# Using untrained hOCR output to get coordinates to create line-level images
This notebook is going to use an untrained version of Tesseract to get identify the coordinates of text lines on the pages. We'll get those coordinates out of the hOCR XML using `BeautifulSoup`, then use those coordinates to crop the page images using `Pillow`

Because of the large number of files involved, we'll copy files over to the Colaboratory environment, rather than trying to read and write directly from Google Drive.

In [None]:
#Code cell #1
#Connect to Google Drive
from google.colab import drive
drive.mount('/gdrive')

In [None]:
#Code cell #2
%cp /gdrive/MyDrive/rbs_digital_approaches_2023/output/penn_pr3732_t7_1730b-bw.zip /content/penn_pr3732_t7_1730b-bw.zip
%cd /content/
!unzip penn_pr3732_t7_1730b-bw.zip


## 1 - Install Tesseract and Pytesseract
Tesseract is not Python code.
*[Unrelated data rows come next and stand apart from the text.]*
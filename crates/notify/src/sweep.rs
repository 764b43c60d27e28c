//! Periodic reconciliation sweep over the email queue.
//!
//! [`SweepScheduler`] runs as a background task and hands each tick to
//! [`EmailDispatcher::process_pending`]. A slow relay never delays the next
//! tick: delivery runs on worker tasks, and the loop itself only fetches and
//! submits. The loop exits gracefully when the provided
//! [`CancellationToken`] is cancelled.

use std::sync::Arc;
use std::time::Duration;

use tokio_util::sync::CancellationToken;

use crate::dispatcher::EmailDispatcher;

/// How often the queue is re-scanned for PENDING/FAILED records.
const DEFAULT_SWEEP_PERIOD: Duration = Duration::from_secs(60);

/// Background service that retries not-yet-delivered email on a fixed period.
pub struct SweepScheduler {
    dispatcher: Arc<EmailDispatcher>,
    period: Duration,
}

impl SweepScheduler {
    /// Create a scheduler with the default one-minute period.
    pub fn new(dispatcher: Arc<EmailDispatcher>) -> Self {
        Self::with_period(dispatcher, DEFAULT_SWEEP_PERIOD)
    }

    /// Create a scheduler with a custom period (tests, tuning).
    pub fn with_period(dispatcher: Arc<EmailDispatcher>, period: Duration) -> Self {
        Self { dispatcher, period }
    }

    /// Run the sweep loop until cancelled.
    ///
    /// A failing tick is logged and the loop carries on; one bad batch must
    /// never kill the scheduler.
    pub async fn run(&self, cancel: CancellationToken) {
        let mut interval = tokio::time::interval(self.period);

        loop {
            tokio::select! {
                _ = cancel.cancelled() => {
                    tracing::info!("Email sweep scheduler cancelled");
                    break;
                }
                _ = interval.tick() => {
                    if let Err(e) = self.dispatcher.process_pending().await {
                        tracing::error!(error = %e, "Email sweep failed");
                    }
                }
            }
        }
    }
}

#[cfg(test)]
mod tests {
    use super::*;

    use std::sync::Mutex;

    use async_trait::async_trait;
    use chrono::Utc;
    use classtrack_core::types::DbId;
    use classtrack_db::models::email::{EmailNotification, EmailStatus, NewEmail};

    use crate::store::EmailStore;
    use crate::template::TemplateRenderer;
    use crate::transport::{MailTransport, OutboundEmail, TransportError};

    /// Store with a single pending row that flips to SENT on success.
    #[derive(Default)]
    struct OneRowStore {
        sent: Mutex<bool>,
    }

    #[async_trait]
    impl EmailStore for OneRowStore {
        async fn insert(&self, _new: &NewEmail) -> Result<DbId, sqlx::Error> {
            Ok(1)
        }

        async fn get(&self, _id: DbId) -> Result<Option<EmailNotification>, sqlx::Error> {
            Ok(None)
        }

        async fn find_dispatchable(
            &self,
            _limit: i64,
        ) -> Result<Vec<EmailNotification>, sqlx::Error> {
            if *self.sent.lock().unwrap() {
                return Ok(vec![]);
            }
            Ok(vec![EmailNotification {
                id: 1,
                to_email: "swept@example.com".to_string(),
                subject: "subject".to_string(),
                body: "body".to_string(),
                is_html: false,
                status: EmailStatus::Pending,
                sent_at: None,
                retry_count: 0,
                last_attempt_at: None,
                last_error: None,
                created_at: Utc::now(),
            }])
        }

        async fn record_success(&self, _id: DbId, _attempt: i32) -> Result<(), sqlx::Error> {
            *self.sent.lock().unwrap() = true;
            Ok(())
        }

        async fn record_failure(
            &self,
            _id: DbId,
            _attempt: i32,
            _error: &str,
        ) -> Result<(), sqlx::Error> {
            Ok(())
        }
    }

    struct OkTransport;

    #[async_trait]
    impl MailTransport for OkTransport {
        async fn send(&self, _email: &OutboundEmail) -> Result<(), TransportError> {
            Ok(())
        }
    }

    #[tokio::test]
    async fn sweep_delivers_and_stops_on_cancel() {
        let store = Arc::new(OneRowStore::default());
        let renderer = Arc::new(TemplateRenderer::new().expect("templates should compile"));
        let dispatcher = Arc::new(EmailDispatcher::new(
            Arc::clone(&store) as Arc<dyn EmailStore>,
            Arc::new(OkTransport),
            renderer,
        ));

        let scheduler =
            SweepScheduler::with_period(dispatcher, Duration::from_millis(10));
        let cancel = CancellationToken::new();
        let cancel_clone = cancel.clone();

        let handle = tokio::spawn(async move { scheduler.run(cancel_clone).await });

        // First tick fires immediately; wait for the record to flip.
        for _ in 0..300 {
            if *store.sent.lock().unwrap() {
                break;
            }
            tokio::time::sleep(Duration::from_millis(5)).await;
        }
        assert!(*store.sent.lock().unwrap());

        cancel.cancel();
        tokio::time::timeout(Duration::from_secs(1), handle)
            .await
            .expect("scheduler should exit after cancellation")
            .expect("scheduler task should not panic");
    }
}
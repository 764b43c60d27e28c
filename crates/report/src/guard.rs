//! Once-per-day run guard over the persisted report log.
//!
//! The guard re-reads the run log at every decision point rather than
//! caching status; the persisted row is the idempotency contract. An
//! in-memory in-flight set additionally closes the window where two trigger
//! paths fire inside the same polling tick, before either has written the
//! GENERATED row. The set is per-process, which matches the single-instance
//! deployment model.

use std::collections::HashSet;
use std::sync::{Arc, Mutex};

use async_trait::async_trait;
use chrono::{NaiveDate, NaiveTime};

use classtrack_core::trigger::{self, TriggerPath};
use classtrack_db::repositories::ReportLogRepo;
use classtrack_db::DbPool;

// ---------------------------------------------------------------------------
// RunLogStore
// ---------------------------------------------------------------------------

/// Persistence operations the guard needs from the run log.
#[async_trait]
pub trait RunLogStore: Send + Sync {
    /// Whether a SENT row exists for (date, job).
    async fn has_sent(&self, date: NaiveDate, job: &str) -> Result<bool, sqlx::Error>;

    /// Create or reset the day's row to GENERATED.
    async fn upsert_generated(
        &self,
        date: NaiveDate,
        job: &str,
        file_name: &str,
    ) -> Result<(), sqlx::Error>;

    /// Mark the day's row SENT.
    async fn mark_sent(&self, date: NaiveDate, job: &str) -> Result<(), sqlx::Error>;

    /// Mark the day's row FAILED with an error summary.
    async fn mark_failed(&self, date: NaiveDate, job: &str, error: &str)
        -> Result<(), sqlx::Error>;
}

/// Postgres-backed run log store.
#[derive(Clone)]
pub struct PgRunLogStore {
    pool: DbPool,
}

impl PgRunLogStore {
    pub fn new(pool: DbPool) -> Self {
        Self { pool }
    }
}

#[async_trait]
impl RunLogStore for PgRunLogStore {
    async fn has_sent(&self, date: NaiveDate, job: &str) -> Result<bool, sqlx::Error> {
        ReportLogRepo::has_sent(&self.pool, date, job).await
    }

    async fn upsert_generated(
        &self,
        date: NaiveDate,
        job: &str,
        file_name: &str,
    ) -> Result<(), sqlx::Error> {
        ReportLogRepo::upsert_generated(&self.pool, date, job, file_name).await?;
        Ok(())
    }

    async fn mark_sent(&self, date: NaiveDate, job: &str) -> Result<(), sqlx::Error> {
        ReportLogRepo::mark_sent(&self.pool, date, job).await
    }

    async fn mark_failed(
        &self,
        date: NaiveDate,
        job: &str,
        error: &str,
    ) -> Result<(), sqlx::Error> {
        ReportLogRepo::mark_failed(&self.pool, date, job, error).await
    }
}

// ---------------------------------------------------------------------------
// DailyRunGuard
// ---------------------------------------------------------------------------

/// Decides whether a daily job may fire now, and owns every status
/// transition of its run-log row.
pub struct DailyRunGuard {
    store: Arc<dyn RunLogStore>,
    in_flight: Mutex<HashSet<(NaiveDate, String)>>,
}

impl DailyRunGuard {
    pub fn new(store: Arc<dyn RunLogStore>) -> Self {
        Self {
            store,
            in_flight: Mutex::new(HashSet::new()),
        }
    }

    /// Evaluate whether `job` should run at `now`.
    ///
    /// Returns `None` when a SENT row already exists for today (the day is
    /// done), otherwise the matching trigger window, if any. The SENT check
    /// hits the store on every call.
    pub async fn should_run(
        &self,
        job: &str,
        today: NaiveDate,
        scheduled: NaiveTime,
        now: NaiveTime,
        at_startup: bool,
    ) -> Result<Option<TriggerPath>, sqlx::Error> {
        if self.store.has_sent(today, job).await? {
            return Ok(None);
        }
        Ok(trigger::evaluate(now, scheduled, at_startup))
    }

    /// Fresh SENT re-check, used immediately before dispatch to narrow the
    /// window between the tick-level decision and the actual run.
    pub async fn already_sent(&self, job: &str, date: NaiveDate) -> Result<bool, sqlx::Error> {
        self.store.has_sent(date, job).await
    }

    /// Claim the in-process running slot for (job, date).
    ///
    /// Returns `false` if another task already holds it, closing the
    /// same-tick double-dispatch race. Must be paired with [`finish`].
    ///
    /// [`finish`]: DailyRunGuard::finish
    pub fn try_begin(&self, job: &str, date: NaiveDate) -> bool {
        self.in_flight
            .lock()
            .expect("in-flight lock poisoned")
            .insert((date, job.to_string()))
    }

    /// Release the in-process running slot for (job, date).
    pub fn finish(&self, job: &str, date: NaiveDate) {
        self.in_flight
            .lock()
            .expect("in-flight lock poisoned")
            .remove(&(date, job.to_string()));
    }

    /// Record that real work is starting: upsert the GENERATED row.
    pub async fn begin_run(
        &self,
        job: &str,
        date: NaiveDate,
        file_name: &str,
    ) -> Result<(), sqlx::Error> {
        self.store.upsert_generated(date, job, file_name).await
    }

    /// Record a successful run; every later window for the day goes quiet.
    pub async fn record_success(&self, job: &str, date: NaiveDate) -> Result<(), sqlx::Error> {
        self.store.mark_sent(date, job).await
    }

    /// Record a failed run; the day stays eligible for the next window.
    pub async fn record_failure(
        &self,
        job: &str,
        date: NaiveDate,
        error: &str,
    ) -> Result<(), sqlx::Error> {
        self.store.mark_failed(date, job, error).await
    }
}

// ---------------------------------------------------------------------------
// Tests
// ---------------------------------------------------------------------------
//! Daily report jobs and the once-per-day trigger guard.
//!
//! A scheduled report must go out exactly once per calendar day, but the
//! only primitive available is a per-minute poll. [`DailyRunGuard`] combines
//! the persisted run log with the pure trigger-window logic from
//! `classtrack_core::trigger`; [`JobScheduler`] owns every daily job as data
//! and pushes each through that single decision function.

pub mod broadcast;
pub mod content;
pub mod guard;
pub mod jobs;

pub use guard::{DailyRunGuard, PgRunLogStore, RunLogStore};
pub use jobs::{JobKind, JobScheduler, ReportError, ReportJob};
We're installing it on the vitual machine that's serving up our Colaboratory environment using `apt`. If you were doing this work in a different environment, you'd need to install Tesseract on your system following different methods depending on your operating system.

`Pytesseract` is not installed in Colaboratory by default, so we download it with `pip`. If you were working in a different environment, you'd need to make sure `pytesseract` was installed and available to Python.

In [None]:
#Code cell #3
!apt install tesseract-ocr
!pip install pytesseract

## 2 - Import modules

In [None]:
#Code cell #4
import os
import glob
import pytesseract
from PIL import Image
from bs4 import BeautifulSoup
import lxml
import cv2
from google.colab.patches import cv2_imshow
from PIL import Image
import numpy as np

## 3 - Define a couple of directories

In [None]:
#Code cell #5
#Designate a directory for our hOCR output and create it if it
#doesn't already exist
hocr_directory = '/content/ocr_training_materials/hocr/'
if not os.path.exists(hocr_directory) :
  os.makedirs(hocr_directory)

#Identify source of our binarized images
bw_source_image_directory = '/content/penn_pr3732_t7_1730b-bw/'

## 4 - Perform OCR to get hOCR output
This will take five or six minutes. In each case, Tesseract has to load the image and perform some preparatory transformations on it. Then comes the actual OCR'ing, followed by saving the output.

In [None]:
#Code cell #6
#Work through all of the .tif files in the directory
for tif_file in glob.glob(bw_source_image_directory + '*.tif') :
  #Get the filename (excluding the file path)
  filename = os.path.split(tif_file)[1]
  #Get the portion of the filename before "-bw.tif"
  basename = filename[:-7]

  #Get the last part of the basename: from "body" and four digits
  page = basename[basename.rfind('_')+1:]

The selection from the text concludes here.